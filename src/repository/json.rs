//! JSON-file execution repository.
//!
//! One JSON document per execution under a base directory. Writes go
//! through a temp file and rename so readers never observe a partial
//! record.

use std::path::{Path, PathBuf};

use async_trait::async_trait;
use tracing::debug;

use super::{ExecutionRepository, RepositoryError};
use crate::models::WorkflowExecution;

/// File-backed execution store.
pub struct JsonExecutionRepository {
    dir: PathBuf,
}

impl JsonExecutionRepository {
    /// Create a repository rooted at `dir`, creating it if needed.
    pub fn new(dir: impl Into<PathBuf>) -> Result<Self, RepositoryError> {
        let dir = dir.into();
        std::fs::create_dir_all(&dir)?;
        Ok(Self { dir })
    }

    fn path_for(&self, execution_id: &str) -> PathBuf {
        self.dir.join(format!("{}.json", execution_id))
    }

    fn read_execution(path: &Path) -> Result<WorkflowExecution, RepositoryError> {
        let raw = std::fs::read_to_string(path)?;
        Ok(serde_json::from_str(&raw)?)
    }
}

#[async_trait]
impl ExecutionRepository for JsonExecutionRepository {
    async fn save(&self, execution: &WorkflowExecution) -> Result<(), RepositoryError> {
        let path = self.path_for(&execution.execution_id);
        let raw = serde_json::to_string_pretty(execution)?;

        let tmp = path.with_extension("json.tmp");
        std::fs::write(&tmp, raw)?;
        std::fs::rename(&tmp, &path)?;

        debug!(execution = %execution.execution_id, path = %path.display(), "execution persisted");
        Ok(())
    }

    async fn get(&self, execution_id: &str) -> Result<Option<WorkflowExecution>, RepositoryError> {
        let path = self.path_for(execution_id);
        if !path.exists() {
            return Ok(None);
        }
        Ok(Some(Self::read_execution(&path)?))
    }

    async fn list_for_document(
        &self,
        document_id: &str,
    ) -> Result<Vec<WorkflowExecution>, RepositoryError> {
        let mut matching = Vec::new();
        for entry in std::fs::read_dir(&self.dir)? {
            let path = entry?.path();
            if path.extension().is_none_or(|e| e != "json") {
                continue;
            }
            let execution = Self::read_execution(&path)?;
            if execution.document_id == document_id {
                matching.push(execution);
            }
        }
        matching.sort_by_key(|e| e.started_at);
        Ok(matching)
    }
}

+ + + + + + +

Looking at the records above, in how many lines does the word "matching" occur? Reply with the number alone.

Solved problem:
4